Now, my old Dodge experience taught me that age and decrepitude don't necessarily stop a body. I particularly remember driving it with my little boy by my side* one
January day over ice- and snow-covered Kansas City streets. Traffic crept along,
passing occasional cars spinning their wheels fruitlessly. As I drove my old
heap at the end of a line of newer cars, we approached a rather steep hill. As we climbed the hill every one of the cars ahead of me slid backward and sideways and ended up off the
road. I, driving my trusty old workhorse, heavier than any of the others, plowed
by them right to the top and onward without missing a beat.
Who
knows? Maybe I, too, have enough strength and stamina to make it up the hill,
to get my worst frailties fixed up to go another mile or two.
A
few years later I sold the Dodge to a neighbor lady for $35. Eventually it must
have ended up as scrap, but still having some worth.
I,
too, will have some worth when my life as a human being ends.
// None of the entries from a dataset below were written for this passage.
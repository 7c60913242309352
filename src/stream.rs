//! Byte-stream plumbing shared by the tunnel relays.
//!
//! Both ends of a CONNECT tunnel are expressed as a [`BidirectionalByteStream`]
//! that splits into a read side and a write side, each owned by one copy task
//! and each closable on its own (half-close). Three implementors exist:
//!
//! - [`ExclusiveSocketStream`]: an HTTP/1 connection handed over by hyper after
//!   the `200` response; bytes go straight to the client socket.
//! - [`FlushingFrameStream`]: an HTTP/2 stream. The connection is shared with
//!   other requests, so every write is flushed to push the data frame out.
//! - `TcpStream`: the dialed target.

use crate::buffer_pool::BufferPool;
use hyper::upgrade::Upgraded;
use hyper_util::rt::TokioIo;
use std::future::Future;
use std::io;
use std::pin::Pin;
use std::sync::Arc;
use std::task::{Context, Poll};
use tokio::io::{AsyncRead, AsyncReadExt, AsyncWrite, AsyncWriteExt, ReadHalf, WriteHalf};
use tokio::net::tcp::{OwnedReadHalf, OwnedWriteHalf};
use tokio::net::TcpStream;
use tracing::debug;

/// Error type for a single copy direction
#[derive(Debug, thiserror::Error)]
pub enum CopyError {
    #[error("read failed: {0}")]
    Read(#[source] io::Error),

    #[error("write failed: {0}")]
    Write(#[source] io::Error),

    /// The peer went away while we were still writing to it
    #[error("write on closed connection: {0}")]
    ConnectionClosed(#[source] io::Error),
}

impl CopyError {
    fn from_write(err: io::Error) -> Self {
        match err.kind() {
            io::ErrorKind::BrokenPipe
            | io::ErrorKind::ConnectionReset
            | io::ErrorKind::ConnectionAborted
            | io::ErrorKind::NotConnected
            | io::ErrorKind::WriteZero => CopyError::ConnectionClosed(err),
            _ => CopyError::Write(err),
        }
    }
}

/// Read half of a tunnel endpoint
pub trait ReadSide: AsyncRead + Unpin + Send + 'static {
    /// Stop reading from the peer. Releasing the half is enough by default.
    fn close_read(self)
    where
        Self: Sized,
    {
        drop(self)
    }
}

/// Write half of a tunnel endpoint
pub trait WriteSide: AsyncWrite + Unpin + Send + 'static {
    /// Whether data must be flushed after every write to reach the peer
    fn flushes_each_write(&self) -> bool {
        false
    }

    /// Signal end-of-stream to the peer
    fn close_write(&mut self) -> impl Future<Output = io::Result<()>> + Send {
        AsyncWriteExt::shutdown(self)
    }
}

/// A duplex connection that can be split into independently closable halves
pub trait BidirectionalByteStream: Send + 'static {
    type Reader: ReadSide;
    type Writer: WriteSide;

    fn into_sides(self) -> (Self::Reader, Self::Writer);
}

/// HTTP/1 client connection taken over after the CONNECT response
pub struct ExclusiveSocketStream {
    io: TokioIo<Upgraded>,
}

impl ExclusiveSocketStream {
    pub fn new(upgraded: Upgraded) -> Self {
        Self {
            io: TokioIo::new(upgraded),
        }
    }
}

impl BidirectionalByteStream for ExclusiveSocketStream {
    type Reader = ReadHalf<TokioIo<Upgraded>>;
    type Writer = WriteHalf<TokioIo<Upgraded>>;

    fn into_sides(self) -> (Self::Reader, Self::Writer) {
        tokio::io::split(self.io)
    }
}

impl ReadSide for ReadHalf<TokioIo<Upgraded>> {}
impl WriteSide for WriteHalf<TokioIo<Upgraded>> {}

/// HTTP/2 CONNECT stream; request body in, response body out
pub struct FlushingFrameStream {
    io: TokioIo<Upgraded>,
}

impl FlushingFrameStream {
    pub fn new(upgraded: Upgraded) -> Self {
        Self {
            io: TokioIo::new(upgraded),
        }
    }
}

impl BidirectionalByteStream for FlushingFrameStream {
    type Reader = ReadHalf<TokioIo<Upgraded>>;
    type Writer = FrameWriter;

    fn into_sides(self) -> (Self::Reader, Self::Writer) {
        let (reader, writer) = tokio::io::split(self.io);
        (reader, FrameWriter { inner: writer })
    }
}

/// Response-stream writer of an HTTP/2 tunnel
pub struct FrameWriter {
    inner: WriteHalf<TokioIo<Upgraded>>,
}

impl AsyncWrite for FrameWriter {
    fn poll_write(
        mut self: Pin<&mut Self>,
        cx: &mut Context<'_>,
        buf: &[u8],
    ) -> Poll<io::Result<usize>> {
        Pin::new(&mut self.inner).poll_write(cx, buf)
    }

    fn poll_flush(mut self: Pin<&mut Self>, cx: &mut Context<'_>) -> Poll<io::Result<()>> {
        Pin::new(&mut self.inner).poll_flush(cx)
    }

    fn poll_shutdown(mut self: Pin<&mut Self>, cx: &mut Context<'_>) -> Poll<io::Result<()>> {
        Pin::new(&mut self.inner).poll_shutdown(cx)
    }
}

impl WriteSide for FrameWriter {
    fn flushes_each_write(&self) -> bool {
        true
    }
}

impl BidirectionalByteStream for TcpStream {
    type Reader = OwnedReadHalf;
    type Writer = OwnedWriteHalf;

    fn into_sides(self) -> (Self::Reader, Self::Writer) {
        self.into_split()
    }
}

impl ReadSide for OwnedReadHalf {
    fn close_read(self) {
        let socket = socket2::SockRef::from(self.as_ref());
        if let Err(e) = socket.shutdown(std::net::Shutdown::Read) {
            // Already torn down by the peer; nothing left to release
            debug!("target read shutdown: {}", e);
        }
    }
}

impl WriteSide for OwnedWriteHalf {}

/// Copy `reader` into `writer` until EOF using the caller's buffer.
///
/// Returns the number of bytes relayed. An unexpected EOF from the reader
/// counts as a normal end of stream.
pub async fn copy_with_buffer<R, W>(
    reader: &mut R,
    writer: &mut W,
    buf: &mut [u8],
) -> Result<u64, CopyError>
where
    R: AsyncRead + Unpin,
    W: WriteSide,
{
    let flush_each_write = writer.flushes_each_write();
    let mut total = 0u64;

    loop {
        let n = match reader.read(buf).await {
            Ok(0) => return Ok(total),
            Ok(n) => n,
            Err(e) if e.kind() == io::ErrorKind::UnexpectedEof => return Ok(total),
            Err(e) => return Err(CopyError::Read(e)),
        };

        writer
            .write_all(&buf[..n])
            .await
            .map_err(CopyError::from_write)?;
        if flush_each_write {
            writer.flush().await.map_err(CopyError::from_write)?;
        }
        total += n as u64;
    }
}

/// Relay one direction of a tunnel, then half-close both sides it owns.
///
/// The buffer is leased from `pool` and goes back on every exit path.
pub async fn pump<R, W>(mut reader: R, mut writer: W, pool: &Arc<BufferPool>) -> Result<u64, CopyError>
where
    R: ReadSide,
    W: WriteSide,
{
    let mut lease = pool.lease().await;
    let result = copy_with_buffer(&mut reader, &mut writer, lease.as_mut_slice()).await;
    drop(lease);

    if let Err(e) = writer.close_write().await {
        debug!("close write side: {}", e);
    }
    reader.close_read();

    result
}
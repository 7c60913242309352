use crate::buffer_pool::BufferPool;
use crate::config::ProxyConfig;
use crate::connection::SessionTracker;
use crate::dispatch::Dispatcher;
use crate::proxy_protocol::accept_proxy_header;
use crate::tls::load_acceptor;
use color_eyre::eyre::{Result, WrapErr};
use hyper::service::service_fn;
use hyper_util::rt::{TokioExecutor, TokioIo};
use hyper_util::server::conn::auto;
use std::future::Future;
use std::net::SocketAddr;
use std::sync::Arc;
use std::time::Duration;
use tokio::io::{AsyncRead, AsyncWrite};
use tokio::net::{TcpListener, TcpStream};
use tokio_rustls::TlsAcceptor;
use tracing::{debug, info, warn};

/// Longest wait for open tunnels once shutdown begins
pub const SHUTDOWN_GRACE: Duration = Duration::from_secs(30);

/// Accept loop in front of the [`Dispatcher`]
pub struct ProxyServer {
    dispatcher: Arc<Dispatcher>,
    pool: Arc<BufferPool>,
    tls: Option<TlsAcceptor>,
    proxy_protocol: bool,
    sessions: SessionTracker,
}

impl ProxyServer {
    pub fn new(config: Arc<ProxyConfig>) -> Result<Self> {
        let tls = match &config.tls {
            Some(settings) => Some(load_acceptor(settings).wrap_err("Failed to load TLS certificate")?),
            None => None,
        };

        let sessions = SessionTracker::new();
        let pool = Arc::new(BufferPool::new());
        let dispatcher = Dispatcher::new(Arc::clone(&config), Arc::clone(&pool), sessions.clone());

        Ok(Self {
            dispatcher: Arc::new(dispatcher),
            pool,
            tls,
            proxy_protocol: config.proxy_protocol,
            sessions,
        })
    }

    /// Tracker of the tunnels this server has open
    pub fn sessions(&self) -> SessionTracker {
        self.sessions.clone()
    }

    /// Serve connections from `listener` until `shutdown` resolves
    pub async fn run<F>(self, listener: TcpListener, shutdown: F)
    where
        F: Future<Output = ()>,
    {
        let server = Arc::new(self);
        tokio::pin!(shutdown);

        loop {
            tokio::select! {
                accepted = listener.accept() => match accepted {
                    Ok((stream, peer_addr)) => {
                        let server = Arc::clone(&server);
                        tokio::task::spawn(async move {
                            server.handle_connection(stream, peer_addr).await;
                        });
                    }
                    Err(e) => {
                        warn!("Accept error: {} (continuing)", e);
                    }
                },
                _ = &mut shutdown => {
                    info!("Shutdown signal received, no longer accepting connections");
                    break;
                }
            }
        }

        let stats = server.pool.stats().await;
        debug!(
            "Buffer pool: {} buffers idle, {} bytes",
            stats.buffers_available, stats.total_memory_pooled
        );
    }

    async fn handle_connection(&self, mut stream: TcpStream, peer_addr: SocketAddr) {
        let client_addr = if self.proxy_protocol {
            match accept_proxy_header(&mut stream, peer_addr).await {
                Ok(addr) => addr,
                Err(e) => {
                    warn!("Connection from {} dropped: {}", peer_addr, e);
                    return;
                }
            }
        } else {
            peer_addr
        };

        match &self.tls {
            Some(acceptor) => match acceptor.accept(stream).await {
                Ok(tls_stream) => self.serve(tls_stream, client_addr).await,
                Err(e) => debug!("TLS handshake with {} failed: {}", client_addr, e),
            },
            None => self.serve(stream, client_addr).await,
        }
    }

    /// Speak HTTP/1.1 or HTTP/2 on one client connection
    async fn serve<I>(&self, io: I, client_addr: SocketAddr)
    where
        I: AsyncRead + AsyncWrite + Unpin + Send + 'static,
    {
        let dispatcher = Arc::clone(&self.dispatcher);
        let service = service_fn(move |req| Arc::clone(&dispatcher).dispatch(req, client_addr));

        let mut builder = auto::Builder::new(TokioExecutor::new());
        builder
            .http1()
            .preserve_header_case(true)
            .title_case_headers(true);

        if let Err(err) = builder
            .serve_connection_with_upgrades(TokioIo::new(io), service)
            .await
        {
            // Only log connection errors, not normal endings
            if !err.to_string().contains("connection closed") {
                warn!("Connection from {} error: {:?}", client_addr, err);
            }
        }
    }
}

/// Wait up to `grace` for the tunnels tracked by `sessions` to finish
pub async fn drain(sessions: &SessionTracker, grace: Duration) {
    let active = sessions.active_count();
    if active == 0 {
        return;
    }
    info!("Waiting for {} tunnels to close...", active);

    let seconds = grace.as_secs().max(1);
    for i in 1..=seconds {
        tokio::time::sleep(Duration::from_secs(1)).await;
        let remaining = sessions.active_count();

        if remaining == 0 {
            info!("All tunnels closed gracefully");
            return;
        }

        if i % 5 == 0 {
            info!("Still waiting for {} tunnels... ({}/{}s)", remaining, i, seconds);
        }
    }

    warn!(
        "Forced shutdown with {} tunnels still active",
        sessions.active_count()
    );
}
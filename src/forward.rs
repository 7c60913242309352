use crate::body::{full, pipe_body, ProxyBody};
use crate::tls::install_crypto_provider;
use http::request::Parts;
use hyper::body::Incoming;
use hyper::header::{HeaderMap, HOST};
use hyper::{Request, Response, StatusCode, Uri, Version};
use hyper_rustls::{HttpsConnector, HttpsConnectorBuilder};
use hyper_util::client::legacy::connect::HttpConnector;
use hyper_util::client::legacy::Client;
use hyper_util::rt::TokioExecutor;
use std::error::Error as StdError;
use tracing::warn;

/// Outbound client shared by the forward engine and the decoy.
///
/// Keeps idle connections for reuse, never follows redirects and speaks
/// both `http` and `https` targets.
pub type HttpClient = Client<HttpsConnector<HttpConnector>, ProxyBody>;

pub fn http_client() -> HttpClient {
    install_crypto_provider();
    let https = HttpsConnectorBuilder::new()
        .with_webpki_roots()
        .https_or_http()
        .enable_http1()
        .enable_http2()
        .build();
    Client::builder(TokioExecutor::new()).build(https)
}

/// Forwards authorized non-CONNECT requests to the target named in their URI
#[derive(Clone)]
pub struct ForwardEngine {
    client: HttpClient,
}

impl ForwardEngine {
    pub fn new(client: HttpClient) -> Self {
        Self { client }
    }

    /// Send `req` on and stream the answer back.
    ///
    /// Status and headers are copied verbatim; both bodies go through a
    /// bounded pipe. A transport failure becomes `502` with the error text.
    pub async fn forward(&self, req: Request<Incoming>) -> Response<ProxyBody> {
        let (mut parts, body) = req.into_parts();

        if parts.version == Version::HTTP_2 {
            if let Some(uri) = absolute_uri(&parts) {
                parts.uri = uri;
            }
        }
        // The outbound version is negotiated per connection, not inherited
        parts.version = Version::HTTP_11;

        let uri = parts.uri.clone();
        let outbound = Request::from_parts(parts, pipe_body(body, "request body"));

        match self.client.request(outbound).await {
            Ok(resp) => {
                let (parts, body) = resp.into_parts();
                let mut response = Response::new(pipe_body(body, "response body"));
                *response.status_mut() = parts.status;
                copy_headers(response.headers_mut(), &parts.headers);
                response
            }
            Err(e) => {
                let message = error_chain(&e);
                warn!("forward {} failed: {}", uri, message);
                let mut response = Response::new(full(message));
                *response.status_mut() = StatusCode::BAD_GATEWAY;
                response
            }
        }
    }
}

/// Rebuild an HTTP/2 request target as `http://{authority}{path}`
fn absolute_uri(parts: &Parts) -> Option<Uri> {
    let authority = match parts.uri.authority() {
        Some(authority) => authority.as_str().to_string(),
        None => parts.headers.get(HOST)?.to_str().ok()?.to_string(),
    };
    let path = parts
        .uri
        .path_and_query()
        .map(|p| p.as_str())
        .unwrap_or("/");

    Uri::builder()
        .scheme("http")
        .authority(authority)
        .path_and_query(path)
        .build()
        .ok()
}

/// Append every value of every header, keeping repeated names
fn copy_headers(dst: &mut HeaderMap, src: &HeaderMap) {
    for (name, value) in src {
        dst.append(name.clone(), value.clone());
    }
}

/// Render an error with its sources, `outer: inner: root`
pub(crate) fn error_chain(err: &(dyn StdError + 'static)) -> String {
    let mut message = err.to_string();
    let mut source = err.source();
    while let Some(cause) = source {
        message.push_str(": ");
        message.push_str(&cause.to_string());
        source = cause.source();
    }
    message
}
use crate::auth::{validate, AuthResult};
use crate::body::{empty, ProxyBody};
use crate::buffer_pool::BufferPool;
use crate::config::ProxyConfig;
use crate::connection::SessionTracker;
use crate::decoy::DecoyForwarder;
use crate::forward::{http_client, ForwardEngine};
use crate::headers::HopByHopHeaders;
use crate::tunnel::TunnelEngine;
use hyper::body::Incoming;
use hyper::header::{HeaderValue, PROXY_AUTHENTICATE, PROXY_AUTHORIZATION};
use hyper::{Method, Request, Response, StatusCode};
use std::convert::Infallible;
use std::net::SocketAddr;
use std::sync::Arc;
use tracing::debug;

/// Routes each request to the probe answer, the proxy engines or the decoy
pub struct Dispatcher {
    config: Arc<ProxyConfig>,
    hop_by_hop: Arc<HopByHopHeaders>,
    challenge: HeaderValue,
    tunnel: TunnelEngine,
    forward: ForwardEngine,
    decoy: DecoyForwarder,
}

impl Dispatcher {
    pub fn new(config: Arc<ProxyConfig>, pool: Arc<BufferPool>, sessions: SessionTracker) -> Self {
        let hop_by_hop = Arc::new(HopByHopHeaders::new());
        let client = http_client();

        let challenge = HeaderValue::from_str(&format!("Basic realm=\"{}\"", config.auth_realm))
            .unwrap_or_else(|_| HeaderValue::from_static("Basic realm=\"proxy\""));

        Self {
            tunnel: TunnelEngine::new(pool, sessions),
            forward: ForwardEngine::new(client.clone()),
            decoy: DecoyForwarder::new(config.upstream_addr.clone(), client, Arc::clone(&hop_by_hop)),
            config,
            hop_by_hop,
            challenge,
        }
    }

    pub async fn dispatch(
        self: Arc<Self>,
        mut req: Request<Incoming>,
        client_addr: SocketAddr,
    ) -> Result<Response<ProxyBody>, Infallible> {
        let auth = validate(
            req.headers()
                .get(PROXY_AUTHORIZATION)
                .and_then(|value| value.to_str().ok())
                .unwrap_or(""),
            &self.config.auth,
        );

        if self.is_auth_probe(&req) {
            return Ok(self.probe_response(&auth));
        }

        match auth {
            AuthResult::Authorized(identity) => {
                debug!("[{}] {} {}", identity, req.method(), req.uri());
                self.hop_by_hop.strip(req.headers_mut());

                if req.method() == Method::CONNECT {
                    Ok(self.tunnel.open(req, &identity).await)
                } else {
                    Ok(self.forward.forward(req).await)
                }
            }
            AuthResult::NoCredentialPresented => {
                debug!("[normal] {} {}", req.method(), req.uri());
                Ok(self.decoy.forward(req, client_addr).await)
            }
            AuthResult::Unauthorized(reason) => {
                debug!("{{{}}} {} {}", reason, req.method(), req.uri());
                Ok(self.decoy.forward(req, client_addr).await)
            }
        }
    }

    /// A GET whose path ends with the trigger suffix
    fn is_auth_probe<B>(&self, req: &Request<B>) -> bool {
        req.method() == Method::GET && req.uri().path().ends_with(&self.config.auth_trigger_path)
    }

    fn probe_response(&self, auth: &AuthResult) -> Response<ProxyBody> {
        let mut resp = Response::new(empty());
        if !auth.is_authorized() {
            *resp.status_mut() = StatusCode::PROXY_AUTHENTICATION_REQUIRED;
            resp.headers_mut()
                .insert(PROXY_AUTHENTICATE, self.challenge.clone());
        }
        resp
    }
}
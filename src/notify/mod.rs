//! Outbound notifications.
//!
//! New items are rendered into Slack-style attachments and delivered through
//! a [`Notifier`]. The webhook URL is handed to the concrete notifier when it
//! is built; nothing here reads the environment.

mod render;
pub mod slack;

use async_trait::async_trait;
use serde::{Deserialize, Serialize};

use crate::error::Result;

pub use render::Renderer;
pub use slack::SlackNotifier;

/// One message block of a webhook post.
#[derive(Debug, Clone, PartialEq, Serialize, Deserialize)]
pub struct Attachment {
    /// Plain-text summary for clients that cannot render attachments
    pub fallback: String,
    /// Sidebar color (`#rrggbb`)
    pub color: String,
    /// Header; the board name
    pub title: String,
    /// Body in Slack mrkdwn
    pub text: String,
    /// Unix timestamp in seconds
    pub ts: f64,
}

/// Body of a webhook post.
#[derive(Debug, Clone, Default, PartialEq, Serialize, Deserialize)]
pub struct WebhookPayload {
    pub attachments: Vec<Attachment>,
}

impl WebhookPayload {
    pub fn new(attachments: Vec<Attachment>) -> Self {
        Self { attachments }
    }
}

/// Delivery channel for rendered payloads.
#[async_trait]
pub trait Notifier: Send + Sync {
    /// Deliver one payload; a rejected post is an [`AppError::Delivery`](crate::error::AppError::Delivery).
    async fn send(&self, payload: &WebhookPayload) -> Result<()>;
}
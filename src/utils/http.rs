// src/utils/http.rs

//! HTTP client utilities.

use std::time::Duration;

use crate::error::Result;
use crate::models::HttpConfig;

/// Create a configured asynchronous HTTP client.
pub fn create_client(config: &HttpConfig) -> Result<reqwest::Client> {
    let client = reqwest::Client::builder()
        .user_agent(&config.user_agent)
        .timeout(Duration::from_secs(config.timeout_secs))
        .build()?;
    Ok(client)
}
//! Attachment rendering.

use chrono::Utc;

use crate::models::{Board, Item, NotifyConfig};
use crate::notify::{Attachment, WebhookPayload};

/// Renders items and "nothing new" placeholders into attachments.
#[derive(Debug, Clone)]
pub struct Renderer {
    untitled: String,
    link_label: String,
    no_news_text: String,
    no_news_color: String,
    batch_title: String,
    fixed_ts: Option<f64>,
}

impl Renderer {
    pub fn new(config: &NotifyConfig) -> Self {
        Self {
            untitled: config.untitled.clone(),
            link_label: config.link_label.clone(),
            no_news_text: config.no_news_text.clone(),
            no_news_color: config.no_news_color.clone(),
            batch_title: config.batch_title.clone(),
            fixed_ts: None,
        }
    }

    /// Stamp every attachment with `ts` instead of the current time.
    pub fn with_timestamp(mut self, ts: f64) -> Self {
        self.fixed_ts = Some(ts);
        self
    }

    fn timestamp(&self) -> f64 {
        self.fixed_ts
            .unwrap_or_else(|| Utc::now().timestamp_millis() as f64 / 1000.0)
    }

    /// Attachment announcing one notice of `board`.
    pub fn item(&self, board: &Board, item: &Item) -> Attachment {
        let title = item.display_title(&self.untitled);
        let text = if item.has_link() {
            format!("{}\n\n<{}|{}>", escape(title), item.link, self.link_label)
        } else {
            escape(title)
        };

        Attachment {
            fallback: title.to_string(),
            color: board.color.clone(),
            title: board.name.clone(),
            text,
            ts: self.timestamp(),
        }
    }

    /// Placeholder saying there was nothing new under `header`.
    pub fn no_news(&self, header: &str) -> Attachment {
        Attachment {
            fallback: self.no_news_text.clone(),
            color: self.no_news_color.clone(),
            title: header.to_string(),
            text: self.no_news_text.clone(),
            ts: self.timestamp(),
        }
    }

    /// Placeholder for a batched run where no board had anything new.
    pub fn batch_no_news(&self) -> Attachment {
        self.no_news(&self.batch_title)
    }

    /// Attachments for a board's new items.
    pub fn items(&self, board: &Board, items: &[Item]) -> Vec<Attachment> {
        items.iter().map(|item| self.item(board, item)).collect()
    }

    /// Post for one board: its new items, or a single placeholder.
    pub fn board_payload(&self, board: &Board, items: &[Item]) -> WebhookPayload {
        if items.is_empty() {
            WebhookPayload::new(vec![self.no_news(&board.name)])
        } else {
            WebhookPayload::new(self.items(board, items))
        }
    }
}

/// Escape the characters Slack treats as control sequences in mrkdwn.
fn escape(text: &str) -> String {
    text.replace('&', "&amp;")
        .replace('<', "&lt;")
        .replace('>', "&gt;")
}
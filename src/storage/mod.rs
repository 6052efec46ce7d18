//! Storage abstractions for notified-set persistence.
//!
//! Each board owns one set of links that have already been posted. The set is
//! loaded once per run, mutated in memory and written back wholesale.
//!
//! ## Directory Structure
//!
//! ```text
//! database/
//! ├── notified_posts_infocom.csv
//! ├── notified_posts_infocom_grad.csv
//! ├── notified_posts_scatch.csv
//! └── notified_posts_disu.csv
//! ```

pub mod local;
#[cfg(test)]
pub mod memory;

use std::collections::HashSet;

use async_trait::async_trait;

use crate::error::Result;

// Re-export for convenience
pub use local::LocalStore;
#[cfg(test)]
pub use memory::MemoryStore;

/// Set of links already notified for one board.
pub type NotifiedSet = HashSet<String>;

/// Trait for notified-set storage backends.
#[async_trait]
pub trait NotifiedStore: Send + Sync {
    /// Load the set for a board; an empty set when nothing was saved yet.
    async fn load(&self, board_id: &str) -> Result<NotifiedSet>;

    /// Replace the stored set for a board.
    async fn save(&self, board_id: &str, links: &NotifiedSet) -> Result<()>;
}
My body, full of
artificial joints, contains a considerable amount of titanium. I’ve instructed
my family to retrieve the metal from my ashes to help pay for the cremation.
*This was in the nineteen-fifties. There were no seat belts, much less infant and toddler seats. Mothers put babies and young children beside them in the passenger seat. When we had to brake, we threw our right arms across the child's body for protection. That reaction was so habitual hat I did it even when driving alone and for years after.